CHAPTER ELEVEN

HAPPINESS lasted until the hour before dawn.

At some time during this truly extraordinary night they’d moved. The bed made for an army had some very real advantages-like sheets-against the alternative of odd pieces of slot-car set digging in their spines. Raoul had carried his bride there at last, and some time long after that they’d slept.

But in the hour before dawn she woke.

She lay, curved into the warmth of her husband’s body. She listened to his soft breathing, she felt his heartbeat, and she knew that here she could find a home.

But could she? Too much had happened too fast for this to seem like a happy ending. Too much had happened for her to take it in and with the first weak light of morning came the slivers of doubt. The fog edged back.

Could she stay here?

Last night she’d melted into him, yet how much of a considered choice had it been? What did she know of him and this whole surreal situation she’d landed herself in?

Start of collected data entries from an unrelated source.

use super::{contains_phrase, normalize};

const GOODBYES: &[&str] = &[
    "goodbye",
    "good bye",
    "bye",
    "bye bye",
    "have a great day",
    "have a good day",
    "have a nice day",
    "have a wonderful day",
    "take care",
    "talk to you later",
    "adios",
];

const ASSISTANCE_OFFERS: &[&str] = &[
    "anything else",
    "something else",
    "any other questions",
    "anything more",
    "else i can help",
    "else can i help",
    "help you with anything",
    "algo mas",
];

/// The text ends with a goodbye sentence
///
/// Only the final sentence counts, so "Goodbye isn't needed yet, what time works?"
/// does not end the call.
pub fn is_goodbye(text: &str) -> bool {
    let last = text
        .split(['.', '!', '?'])
        .map(str::trim)
        .filter(|s| !s.is_empty())
        .last();

    let Some(sentence) = last else {
        return false;
    };

    let sentence = normalize(sentence);
    GOODBYES
        .iter()
        .any(|g| sentence == *g || sentence.ends_with(&format!(" {}", g)))
}

/// The text invites the caller to ask for more help
pub fn offers_assistance(text: &str) -> bool {
    let text = normalize(text);
    ASSISTANCE_OFFERS.iter().any(|p| contains_phrase(&text, p))
}
//! HTTP API for call control and audit queries
//!
//! Lets a telephony bridge without NATS drive calls directly:
//! - POST /calls/start - Register a call
//! - POST /calls/:id/utterance - Run a conversation turn
//! - POST /calls/:id/speech/{started,ended} - Caller voice activity
//! - POST /calls/:id/assistant/{started,ended} - Playback activity
//! - POST /calls/:id/end - Tear down a call
//! - GET /calls/:id/status - Session and turn-taking state
//! - GET /audit/{status,metrics,errors,:correlation_id} - Audit trail
//! - GET /health - Health check

mod handlers;
mod routes;
mod state;

pub use routes::create_router;
pub use state::AppState;
use crate::conversation::ConversationFlags;
use chrono::{DateTime, Utc};
use serde::{Deserialize, Serialize};

/// Statistics about a call session
#[derive(Debug, Clone, Serialize, Deserialize)]
pub struct SessionStats {
    pub session_id: String,

    /// When the call started
    pub started_at: DateTime<Utc>,

    /// Total duration in seconds
    pub duration_secs: f64,

    /// Transcript turns currently retained
    pub turns: usize,

    /// Appointments in the session cache
    pub cached_appointments: usize,

    /// A mutation is collecting details or awaiting confirmation
    pub has_pending_edit: bool,

    pub flags: ConversationFlags,

    /// The conversation ended and the call is waiting to hang up
    pub conversation_ended: bool,
}

#[derive(Debug, Clone, Copy, PartialEq, Eq, Serialize, Deserialize)]
#[serde(rename_all = "lowercase")]
pub enum Speaker {
    Caller,
    Assistant,
}

/// A single transcript turn
#[derive(Debug, Clone, Serialize, Deserialize)]
pub struct TranscriptTurn {
    pub speaker: Speaker,

    /// What was said
    pub text: String,

    /// When this turn was recorded
    pub timestamp: DateTime<Utc>,
}
//! Capability-calling chat model contract
//!
//! The model is an external collaborator. Each agent step goes through
//! [`invoke`], which tries streaming first, falls back to a single completion,
//! and returns `None` when both fail or exceed the invocation timeout.

mod types;

pub use types::{ChatMessage, ChatRequest, ModelChunk, ModelReply, Role, ToolCall, ToolSpec};

use crate::timer::race_with_timeout;
use anyhow::{bail, Result};
use futures::stream::{BoxStream, StreamExt};
use std::time::Duration;
use tracing::{debug, warn};

pub type ChunkStream = BoxStream<'static, Result<ModelChunk>>;

#[async_trait::async_trait]
pub trait ChatModel: Send + Sync {
    /// Single non-streaming completion
    async fn complete(&self, request: &ChatRequest) -> Result<ModelReply>;

    /// Incremental completion. Models without streaming keep the default.
    async fn stream(&self, _request: &ChatRequest) -> Result<ChunkStream> {
        bail!("streaming not supported")
    }
}

/// Stand-in when no model backend is connected; every turn degrades to the fallback reply
#[derive(Debug, Default, Clone)]
pub struct OfflineModel;

#[async_trait::async_trait]
impl ChatModel for OfflineModel {
    async fn complete(&self, _request: &ChatRequest) -> Result<ModelReply> {
        bail!("no model backend connected")
    }
}

async fn collect_stream(model: &dyn ChatModel, request: &ChatRequest) -> Result<ModelReply> {
    let mut stream = model.stream(request).await?;
    let mut chunks = Vec::new();
    while let Some(chunk) = stream.next().await {
        chunks.push(chunk?);
    }
    Ok(ModelReply::from_chunks(chunks))
}

/// Run one model step with streaming, then non-streaming fallback
///
/// Each attempt gets the full `timeout`. Errors are logged, never returned.
pub async fn invoke(
    model: &dyn ChatModel,
    request: &ChatRequest,
    timeout: Duration,
) -> Option<ModelReply> {
    match race_with_timeout(timeout, collect_stream(model, request)).await {
        Some(Ok(reply)) => return Some(reply),
        Some(Err(e)) => debug!("Streaming model call failed, falling back: {:#}", e),
        None => warn!("Streaming model call timed out after {}ms", timeout.as_millis()),
    }

    match race_with_timeout(timeout, model.complete(request)).await {
        Some(Ok(reply)) => Some(reply),
        Some(Err(e)) => {
            warn!("Model call failed: {:#}", e);
            None
        }
        None => {
            warn!("Model call timed out after {}ms", timeout.as_millis());
            None
        }
    }
}

#[cfg(test)]
mod tests {
    use super::*;
    use anyhow::anyhow;
    use futures::stream;
    use std::sync::atomic::{AtomicUsize, Ordering};

    fn request() -> ChatRequest {
        ChatRequest {
            system: "test".to_string(),
            messages: vec![ChatMessage::user("hi")],
            tools: Vec::new(),
        }
    }

    struct Streaming;

    #[async_trait::async_trait]
    impl ChatModel for Streaming {
        async fn complete(&self, _: &ChatRequest) -> Result<ModelReply> {
            Err(anyhow!("should not be called"))
        }

        async fn stream(&self, _: &ChatRequest) -> Result<ChunkStream> {
            let chunks = vec![
                Ok(ModelChunk::Text { delta: "Hello ".to_string() }),
                Ok(ModelChunk::Text { delta: "there".to_string() }),
            ];
            Ok(stream::iter(chunks).boxed())
        }
    }

    struct BrokenStream {
        completions: AtomicUsize,
    }

    #[async_trait::async_trait]
    impl ChatModel for BrokenStream {
        async fn complete(&self, _: &ChatRequest) -> Result<ModelReply> {
            self.completions.fetch_add(1, Ordering::SeqCst);
            Ok(ModelReply {
                text: "fallback".to_string(),
                tool_calls: Vec::new(),
            })
        }

        async fn stream(&self, _: &ChatRequest) -> Result<ChunkStream> {
            let chunks = vec![
                Ok(ModelChunk::Text { delta: "partial".to_string() }),
                Err(anyhow!("connection reset")),
            ];
            Ok(stream::iter(chunks).boxed())
        }
    }

    struct Hanging;

    #[async_trait::async_trait]
    impl ChatModel for Hanging {
        async fn complete(&self, _: &ChatRequest) -> Result<ModelReply> {
            tokio::time::sleep(Duration::from_secs(60)).await;
            Ok(ModelReply::default())
        }
    }

    #[tokio::test]
    async fn test_streaming_reply_is_assembled() {
        let reply = invoke(&Streaming, &request(), Duration::from_secs(1)).await.unwrap();
        assert_eq!(reply.text, "Hello there");
    }

    #[tokio::test]
    async fn test_broken_stream_falls_back_to_completion() {
        let model = BrokenStream {
            completions: AtomicUsize::new(0),
        };
        let reply = invoke(&model, &request(), Duration::from_secs(1)).await.unwrap();
        assert_eq!(reply.text, "fallback");
        assert_eq!(model.completions.load(Ordering::SeqCst), 1);
    }

    #[tokio::test(start_paused = true)]
    async fn test_timeout_yields_none() {
        assert!(invoke(&Hanging, &request(), Duration::from_secs(2)).await.is_none());
    }
}
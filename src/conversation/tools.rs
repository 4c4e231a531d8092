use crate::capabilities::{stage_edit, CapabilityContext, CapabilityRegistry, Staged};
use crate::error::CapabilityError;
use crate::model::{ChatMessage, ToolCall};
use serde_json::{json, Value};
use tracing::{info, warn};

/// Run every requested capability, one result message per call id
///
/// Failures become error content; the turn always continues.
pub async fn run_tools(
    ctx: &CapabilityContext,
    registry: &CapabilityRegistry,
    calls: &[ToolCall],
) -> Vec<ChatMessage> {
    let mut results = Vec::with_capacity(calls.len());

    for call in calls {
        let content = match run_one(ctx, registry, call).await {
            Ok(value) => value,
            Err(e) => {
                warn!("Capability {} failed for {}: {}", call.name, ctx.session_id, e);
                json!({ "status": "error", "error": e.to_string() })
            }
        };
        results.push(ChatMessage::tool_result(call.id.clone(), content.to_string()));
    }

    results
}

async fn run_one(
    ctx: &CapabilityContext,
    registry: &CapabilityRegistry,
    call: &ToolCall,
) -> Result<Value, CapabilityError> {
    let capability = registry.get(&call.name)?;
    capability.validate(&call.arguments)?;

    let Some(action) = capability.edit_action() else {
        return capability.execute(ctx, &call.arguments).await;
    };

    let edit = match stage_edit(ctx, action, &call.arguments).await? {
        Staged::Pending(result) => return Ok(result),
        Staged::Ready(edit) => edit,
    };

    info!("Executing confirmed {} for {}", call.name, ctx.session_id);
    let confirmed = CapabilityContext {
        confirmed_edit: Some(edit),
        ..ctx.clone()
    };
    let result = capability.execute(&confirmed, &call.arguments).await;

    // The edit is spent whether or not the provider accepted it
    ctx.services
        .sessions
        .update(&ctx.session_id, |s| s.pending_edit = None)
        .await;

    result
}
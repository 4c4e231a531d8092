use crate::calendar::CallerInfo;
use serde::{Deserialize, Serialize};

/// Parameters for a new call session
#[derive(Debug, Clone, Serialize, Deserialize)]
pub struct SessionConfig {
    /// Call-stream identifier from the telephony transport (e.g., "call-7f3a...")
    pub session_id: String,

    /// Who is calling
    pub caller: CallerInfo,

    /// Negotiated language tag, e.g. "en-US"
    pub language: String,

    /// Selects the silence timing profile
    pub workflow_type: Option<String>,
}

impl Default for SessionConfig {
    fn default() -> Self {
        Self {
            session_id: format!("call-{}", uuid::Uuid::new_v4()),
            caller: CallerInfo::default(),
            language: "en-US".to_string(),
            workflow_type: None,
        }
    }
}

In this hour before dawn the doubts flooded back in force.

This was a strange and enigmatic man. He was a doctor, yet she’d seen nothing of his medicine. He was a prince, though she knew nothing of his country.

She’d known this man for two days. Could she spend the rest of her life beside him?

Yes, her heart was saying, but in the coldness before dawn there was room for her head to work as well.

Dominic’s ashes were back in Australia and the ink was barely dry on his death certificate.

And she had an appointment.

Yesterday she’d rung a business acquaintance-the woman who organised the export of her yarns. Claire lived in Vesey and it had been Claire who’d organised her initial itinerary. Jess scarcely knew her but Claire’s business depended on Jess’s custom and yesterday it had seemed time to call in favours.

Claire knew all about what had happened to her-by now all the country did. She’d sounded astounded and sympathetic, but above all she’d been businesslike. If Jess wanted to get back to Australia-as yesterday Jess had assured her she did-then certainly Claire would organise a car to meet her. At the back entrance to the castle? Surely. Why so early? To avoid the Press? Yes, she understood that, too.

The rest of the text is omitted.